Anger flashed in him, the same deadly rage she had seen before, straining at a leash. “Enough, girl! Never ask, never speak of it!”

  He looked like he might fly at her and slap her, but he only stood very still and simmered. His fists clenched and unclenched at his sides. She refused to cringe.

  “My name is Dindi. You may be dead, but I am not.”

  She thought she might trigger his fury again, but he was back to cool and brusk.

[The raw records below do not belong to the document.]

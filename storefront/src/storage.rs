//! Durable key/value storage
//!
//! The client counterpart of browser local storage: a single table of string keys and values
//! kept in SQLite, so whatever is written there survives restarts of the client.

use color_eyre::Result;
use color_eyre::eyre::WrapErr;
use sqlx::sqlite::{SqliteConnectOptions, SqlitePoolOptions};

use crate::config;

/// Key/value storage handle
#[derive(Debug, Clone)]
pub struct Storage {
    /// Database access
    db: sqlx::SqlitePool,
}

impl Storage {
    /// Storage for testing purposes - using the in-memory SQLite database
    pub async fn test() -> Result<Self> {
        Self::with_config(config::Storage::Memory).await
    }

    /// Storage from configuration
    ///
    /// In-memory storage is always migrated. File based storage is migrated only if requested by
    /// the configuration.
    pub async fn with_config(config: config::Storage) -> Result<Self> {
        use config::Storage::*;

        let db = match config {
            Memory => {
                let opts: SqliteConnectOptions = "sqlite::memory:".parse()?;

                // Every in-memory connection is a separate database, so the single connection
                // has to be kept alive for the lifetime of the pool.
                let pool = SqlitePoolOptions::new()
                    .max_connections(1)
                    .min_connections(1)
                    .idle_timeout(None)
                    .max_lifetime(None)
                    .connect_with(opts)
                    .await?;

                sqlx::migrate!("storage/migrations").run(&pool).await?;
                pool
            }

            SqLite { path, migrate } => {
                if let Some(parent) = path.parent().filter(|p| !p.as_os_str().is_empty()) {
                    tokio::fs::create_dir_all(parent).await.wrap_err_with(|| {
                        format!("Cannot create storage directory {}", parent.display())
                    })?;
                }

                let opts = SqliteConnectOptions::new()
                    .filename(&path)
                    .create_if_missing(true);

                let pool = SqlitePoolOptions::new()
                    .max_connections(1)
                    .connect_lazy_with(opts);

                if migrate {
                    sqlx::migrate!("storage/migrations")
                        .run(&pool)
                        .await
                        .wrap_err_with(|| format!("Cannot migrate {}", path.display()))?;
                }

                pool
            }
        };

        Ok(Self { db })
    }

    /// Reads the value stored under `key`
    pub async fn get(&self, key: &str) -> Result<Option<String>> {
        let row: Option<(String,)> = sqlx::query_as("select value from local_storage where key = ?")
            .bind(key)
            .fetch_optional(&self.db)
            .await?;

        Ok(row.map(|(value,)| value))
    }

    /// Stores `value` under `key`, replacing the previous one
    pub async fn set(&self, key: &str, value: &str) -> Result<()> {
        sqlx::query(
            "insert into local_storage (key, value) values (?, ?) \
             on conflict(key) do update set value = excluded.value",
        )
        .bind(key)
        .bind(value)
        .execute(&self.db)
        .await?;

        Ok(())
    }

    /// Removes `key` from the storage. Removing a missing key is not an error.
    pub async fn remove(&self, key: &str) -> Result<()> {
        sqlx::query("delete from local_storage where key = ?")
            .bind(key)
            .execute(&self.db)
            .await?;

        Ok(())
    }
}
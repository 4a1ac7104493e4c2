//! Authentication data

use base64::prelude::*;
use chrono::{DateTime, Utc};
use serde::{Deserialize, Serialize};

/// Login form data
#[derive(Clone, Serialize)]
pub struct Credentials {
    pub email: String,
    pub password: String,
}

impl Credentials {
    pub fn new(email: impl Into<String>, password: impl Into<String>) -> Self {
        Self {
            email: email.into(),
            password: password.into(),
        }
    }
}

impl std::fmt::Debug for Credentials {
    fn fmt(&self, f: &mut std::fmt::Formatter<'_>) -> std::fmt::Result {
        f.debug_struct("Credentials")
            .field("email", &self.email)
            .finish_non_exhaustive()
    }
}

/// Successful login response
#[derive(Debug, Clone, Deserialize)]
pub struct LoginResponse {
    pub access_token: Token,
    #[serde(default)]
    pub token_type: Option<String>,
}

/// Opaque bearer credential
///
/// The client treats the token as opaque. The only peek inside is [`Token::expires_at`], used to
/// notice expiry before the backend starts rejecting the token.
#[derive(Clone, PartialEq, Eq, Deserialize)]
#[serde(transparent)]
pub struct Token(String);

impl Token {
    pub fn new(token: impl Into<String>) -> Self {
        Self(token.into())
    }

    pub fn as_str(&self) -> &str {
        &self.0
    }

    /// Value for the `Authorization` header
    pub fn authorization(&self) -> String {
        format!("Bearer {}", self.0)
    }

    /// Expiration time, if the token is a JWT carrying the `exp` claim
    ///
    /// The signature is not verified; the backend stays the authority on the token validity.
    pub fn expires_at(&self) -> Option<DateTime<Utc>> {
        #[derive(Deserialize)]
        struct Claims {
            exp: Option<i64>,
        }

        let mut parts = self.0.split('.');
        let (Some(_header), Some(payload), Some(_signature), None) =
            (parts.next(), parts.next(), parts.next(), parts.next())
        else {
            return None;
        };

        let payload = BASE64_URL_SAFE_NO_PAD
            .decode(payload.trim_end_matches('='))
            .ok()?;
        let claims: Claims = serde_json::from_slice(&payload).ok()?;
        DateTime::from_timestamp(claims.exp?, 0)
    }
}

impl std::fmt::Debug for Token {
    fn fmt(&self, f: &mut std::fmt::Formatter<'_>) -> std::fmt::Result {
        f.write_str("Token(..)")
    }
}
//! Token expiry detection
//!
//! Follows the session and clears it once the token expires, so the navigation guard can
//! evict the user before the backend starts rejecting requests. Only tokens exposing an `exp`
//! claim are tracked; opaque tokens are left to the backend `401` handling.

use chrono::Utc;
use tokio::task::JoinHandle;
use tracing::{debug, info, instrument};

use crate::model::auth::Token;
use crate::service::session::SessionStore;

/// Spawns the expiry watcher for the store
pub fn spawn(store: SessionStore) -> JoinHandle<()> {
    tokio::spawn(watch(store))
}

#[instrument(skip_all)]
async fn watch(store: SessionStore) {
    let mut session = store.subscribe();

    loop {
        let (epoch, expires_at) = {
            let session = session.borrow_and_update();
            (session.epoch(), session.token().and_then(Token::expires_at))
        };

        let Some(expires_at) = expires_at else {
            if session.changed().await.is_err() {
                return;
            }
            continue;
        };

        let left = (expires_at - Utc::now()).to_std().unwrap_or_default();
        debug!(%expires_at, ?left, "Tracking token expiry");

        tokio::select! {
            _ = tokio::time::sleep(left) => {
                if store.clear_session_if(epoch).await {
                    info!(%expires_at, "Session token expired");
                }
            }
            changed = session.changed() => {
                if changed.is_err() {
                    return;
                }
            }
        }
    }
}

#[cfg(test)]
mod tests {
    use std::time::Duration;

    use super::*;
    use crate::model::auth::tests::jwt;
    use crate::model::users::User;
    use crate::service::navigator::Navigator;
    use crate::storage::Storage;
    use guard::{Access, Outcome, View};

    async fn store() -> SessionStore {
        SessionStore::new(Storage::test().await.unwrap())
    }

    #[tokio::test]
    async fn expired_token_is_cleared() {
        let store = store().await;
        let watcher = spawn(store.clone());

        let token = jwt("user@x.com", Utc::now() - chrono::Duration::minutes(1));
        store
            .set_session(token, User::new(1, "user@x.com", false))
            .await;

        let mut session = store.subscribe();
        tokio::time::timeout(
            Duration::from_secs(5),
            session.wait_for(|session| session.token().is_none()),
        )
        .await
        .unwrap()
        .unwrap();
        assert_eq!(store.current().access(), Access::Anonymous);

        watcher.abort();
    }

    #[tokio::test]
    async fn token_is_cleared_at_expiry() {
        let store = store().await;
        let watcher = spawn(store.clone());

        let token = jwt("user@x.com", Utc::now() + chrono::Duration::seconds(2));
        store
            .set_session(token, User::new(1, "user@x.com", false))
            .await;
        assert_eq!(store.current().access(), Access::Authenticated);

        let mut session = store.subscribe();
        tokio::time::timeout(
            Duration::from_secs(5),
            session.wait_for(|session| session.access() == Access::Anonymous),
        )
        .await
        .unwrap()
        .unwrap();

        watcher.abort();
    }

    #[tokio::test]
    async fn expiry_leaves_protected_view() {
        let store = store().await;
        let watcher = spawn(store.clone());

        let token = jwt("user@x.com", Utc::now() + chrono::Duration::seconds(2));
        store
            .set_session(token, User::new(1, "user@x.com", false))
            .await;

        let mut navigator = Navigator::new(&store);
        assert_eq!(navigator.navigate(View::Cart), Outcome::Render(View::Cart));

        let outcome = tokio::time::timeout(Duration::from_secs(5), navigator.changed())
            .await
            .unwrap();
        assert_eq!(
            outcome,
            Some(Outcome::Redirect {
                to: View::Login,
                from: View::Cart
            })
        );
        assert_eq!(store.current().token(), None);

        watcher.abort();
    }

    #[tokio::test]
    async fn replaced_session_is_not_cleared() {
        let store = store().await;
        let watcher = spawn(store.clone());

        let token = jwt("user@x.com", Utc::now() + chrono::Duration::seconds(1));
        store
            .set_session(token, User::new(1, "user@x.com", false))
            .await;
        store
            .set_session(Token::new("T2"), User::new(2, "admin@x.com", true))
            .await;

        tokio::time::sleep(Duration::from_secs(2)).await;
        assert_eq!(store.current().access(), Access::AuthenticatedAdmin);

        watcher.abort();
    }

    #[tokio::test]
    async fn opaque_tokens_are_left_alone() {
        let store = store().await;
        let watcher = spawn(store.clone());

        store
            .set_session(Token::new("T1"), User::new(1, "user@x.com", false))
            .await;

        tokio::time::sleep(Duration::from_millis(200)).await;
        assert_eq!(store.current().access(), Access::Authenticated);

        watcher.abort();
    }
}
//! Navigation state
//!
//! Keeps track of the current location and runs the route guard on every navigation and on
//! every session change.

use guard::{Access, Outcome, View};
use tokio::sync::watch;
use tracing::{debug, info, instrument};

use crate::service::session::{Session, SessionStore};

pub struct Navigator {
    /// Followed session
    session: watch::Receiver<Session>,
    /// Current view
    location: View,
    /// View the user was redirected to login from
    return_to: Option<View>,
}

impl Navigator {
    /// Creates a navigator starting at the home view
    pub fn new(store: &SessionStore) -> Self {
        Self {
            session: store.subscribe(),
            location: View::Home,
            return_to: None,
        }
    }

    pub fn location(&self) -> View {
        self.location
    }

    pub fn access(&self) -> Access {
        self.session.borrow().access()
    }

    /// Navigation links for the current session
    pub fn links(&self) -> Vec<View> {
        guard::nav_links(self.access())
    }

    /// Navigates to `view`, running the guard against the current session
    #[instrument(skip(self))]
    pub fn navigate(&mut self, view: View) -> Outcome {
        let access = self.session.borrow_and_update().access();
        let outcome = guard::navigate(view, access);

        match outcome {
            Outcome::Redirect { from, .. } => self.return_to = Some(from),
            // Redirection target is kept while the login view is shown
            Outcome::Render(View::Login) => (),
            Outcome::Render(_) | Outcome::Unauthorized(_) => self.return_to = None,
        }

        self.location = outcome.location();
        debug!(?access, ?outcome, "Navigated");
        outcome
    }

    /// Navigates to the view mounted at `path`
    pub fn open(&mut self, path: &str) -> Outcome {
        self.navigate(View::from_path(path))
    }

    /// Waits for the next session change and re-runs the guard for the current location
    ///
    /// Returns `None` once the session store is gone.
    pub async fn changed(&mut self) -> Option<Outcome> {
        self.session.changed().await.ok()?;

        let location = self.location;
        let outcome = self.navigate(location);
        if !outcome.renders(location) {
            info!(%location, ?outcome, "Session changed, leaving the view");
        }

        Some(outcome)
    }

    /// Moves on after a successful login
    ///
    /// Goes back to the view the user was redirected from. Without one, administrators land
    /// on the admin panel and users on the product list.
    pub fn after_login(&mut self) -> Outcome {
        let target = match self.return_to.take() {
            Some(view) => view,
            None if self.access() == Access::AuthenticatedAdmin => View::Admin,
            None => View::Products,
        };

        self.navigate(target)
    }

    /// Moves on to the order history after placing an order
    pub fn after_checkout(&mut self) -> Outcome {
        self.navigate(View::Orders)
    }

    /// Moves on after logout
    pub fn after_logout(&mut self) -> Outcome {
        self.return_to = None;
        self.navigate(View::Home)
    }
}
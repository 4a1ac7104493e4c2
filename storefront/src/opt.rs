use clap::{Args, Parser, Subcommand};

use crate::model::products::NewProduct;

#[derive(Debug, Parser)]
#[command(name = "storefront", about = "Terminal storefront client")]
pub struct Opt {
    /// Config file path
    #[arg(short, long, value_parser, default_value = "config.toml")]
    pub config: clio::Input,

    #[command(subcommand)]
    pub command: Command,
}

#[derive(Debug, Subcommand)]
pub enum Command {
    /// Logs in, replacing the current session
    Login(Credentials),
    /// Creates an account
    Register(Credentials),
    /// Logs out
    Logout,
    /// Shows the logged in user
    Profile,
    /// Opens the view mounted at the path
    Open { path: String },
    /// Shows the view at the path and follows session changes until interrupted
    Watch {
        #[arg(default_value = "/")]
        path: String,
    },
    /// Lists products
    Products {
        #[arg(long, default_value_t = 0)]
        skip: u32,
        #[arg(long, default_value_t = 10)]
        limit: u32,
    },
    /// Shows product details
    Product { id: i64 },
    /// Shows or modifies the cart
    Cart {
        #[command(subcommand)]
        action: Option<CartAction>,
    },
    /// Places an order for the cart content
    Checkout,
    /// Lists placed orders
    Orders,
    /// Asks the shopping assistant, or lists example questions
    Assistant { message: Option<String> },
    /// Lists products similar to the given one
    Similar { product_id: i64 },
    /// Lists products recommended for the logged in user
    Recommend {
        /// Another user, administrators only
        #[arg(long)]
        user: Option<i64>,
    },
    /// Admin panel
    Admin {
        #[command(subcommand)]
        action: Option<AdminAction>,
    },
}

#[derive(Debug, Args)]
pub struct Credentials {
    #[arg(long)]
    pub email: String,
    #[arg(long, env = "STOREFRONT_PASSWORD", hide_env_values = true)]
    pub password: String,
}

#[derive(Debug, Subcommand)]
pub enum CartAction {
    /// Adds a product to the cart
    Add {
        product_id: i64,
        #[arg(long, default_value_t = 1)]
        quantity: u32,
    },
    /// Removes a line from the cart
    Remove { item_id: i64 },
}

#[derive(Debug, Subcommand)]
pub enum AdminAction {
    /// Adds a product to the catalog
    Create(ProductArgs),
    /// Replaces product details
    Update {
        id: i64,
        #[command(flatten)]
        product: ProductArgs,
    },
    /// Removes a product from the catalog
    Delete { id: i64 },
}

#[derive(Debug, Args)]
pub struct ProductArgs {
    #[arg(long)]
    pub name: String,
    #[arg(long)]
    pub description: Option<String>,
    #[arg(long)]
    pub price: f64,
    #[arg(long, default_value_t = 0)]
    pub stock: i64,
    #[arg(long)]
    pub category: Option<String>,
    #[arg(long)]
    pub image_url: Option<String>,
}

impl From<ProductArgs> for NewProduct {
    fn from(args: ProductArgs) -> Self {
        Self {
            name: args.name,
            description: args.description,
            price: args.price,
            stock: args.stock,
            category: args.category,
            image_url: args.image_url,
        }
    }
}
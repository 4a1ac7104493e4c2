//! Storefront users

use chrono::{DateTime, Utc};
use serde::{Deserialize, Deserializer, Serialize};

/// Newtype for user id
#[derive(Debug, Clone, Copy, PartialEq, Eq, Hash, Serialize, Deserialize)]
#[serde(transparent)]
pub struct UserId(i64);

impl UserId {
    pub fn new(id: i64) -> Self {
        Self(id)
    }
}

impl std::fmt::Display for UserId {
    fn fmt(&self, f: &mut std::fmt::Formatter<'_>) -> std::fmt::Result {
        write!(f, "{}", self.0)
    }
}

/// Resolved user profile
#[derive(Debug, Clone, PartialEq, Deserialize)]
pub struct User {
    pub id: UserId,
    pub email: String,
    /// Server asserted administrator flag
    #[serde(deserialize_with = "User::deserialize_is_admin")]
    pub is_admin: bool,
    /// Account creation time
    #[serde(default, deserialize_with = "super::deserialize_optional_timestamp")]
    pub created_at: Option<DateTime<Utc>>,
}

impl User {
    /// Helper to build a profile
    pub fn new(id: i64, email: impl Into<String>, is_admin: bool) -> Self {
        Self {
            id: UserId(id),
            email: email.into(),
            is_admin,
            created_at: None,
        }
    }

    /// Role name as presented to the user
    pub fn role(&self) -> &'static str {
        if self.is_admin { "Administrator" } else { "User" }
    }

    /// The backend stores the flag as an integer column
    fn deserialize_is_admin<'de, D>(deserializer: D) -> Result<bool, D::Error>
    where
        D: Deserializer<'de>,
    {
        #[derive(Deserialize)]
        #[serde(untagged)]
        enum Flag {
            Bool(bool),
            Int(i64),
        }

        match Flag::deserialize(deserializer)? {
            Flag::Bool(flag) => Ok(flag),
            Flag::Int(flag) => Ok(flag != 0),
        }
    }
}

impl guard::Principal for User {
    fn is_admin(&self) -> bool {
        self.is_admin
    }
}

  “We best gather more wood for the fire before it gets dark,” he said. “We will camp here. You are tired. Tomorrow will be a hard ride.”

  “Will you tell me what it is you want from me?”

  “Not tonight,” he said. “Once we are away from hostile territory, I will bargain with you for your life. If you accept my terms, maybe I can spare you. If you refuse…. You already know.”

  “I thought you believed you were fated to kill me, and my fate could not be changed.” I don’t trust you to keep any bargain, you lying murderer.

  “Sleep will keep even a bear from his fate, if he is tired enough, and after a whole day of slitting throats, I am sick of murder and bone-tired.”

  Tired enough that she could let him fall asleep, then try to pull free of the leash?

  He shook his head, smiling faintly. “But not yet that tired. Truce, girl? Until you hear out my offer?”

  She nodded unhappily, then helped him start to gather sticks and branches.

  After they had the fire secured, he laid his raven cloak on the ground for her. The underside was soft black mink.

  “Sleep here, girl.”

  “My name is Dindi.”

  “Dindi.” The way he said her name made her shiver, and she wished she had not corrected him.

  “What about you?” she asked, lying down on the black cloak, nervous from his nearness.

  “I’ll be fine.” He tucked the black cloak around her like a blanket. It was the finest, softest fur Dindi had ever felt. Umbral himself settled down on grimy leather bedroll on the opposite side of the fire.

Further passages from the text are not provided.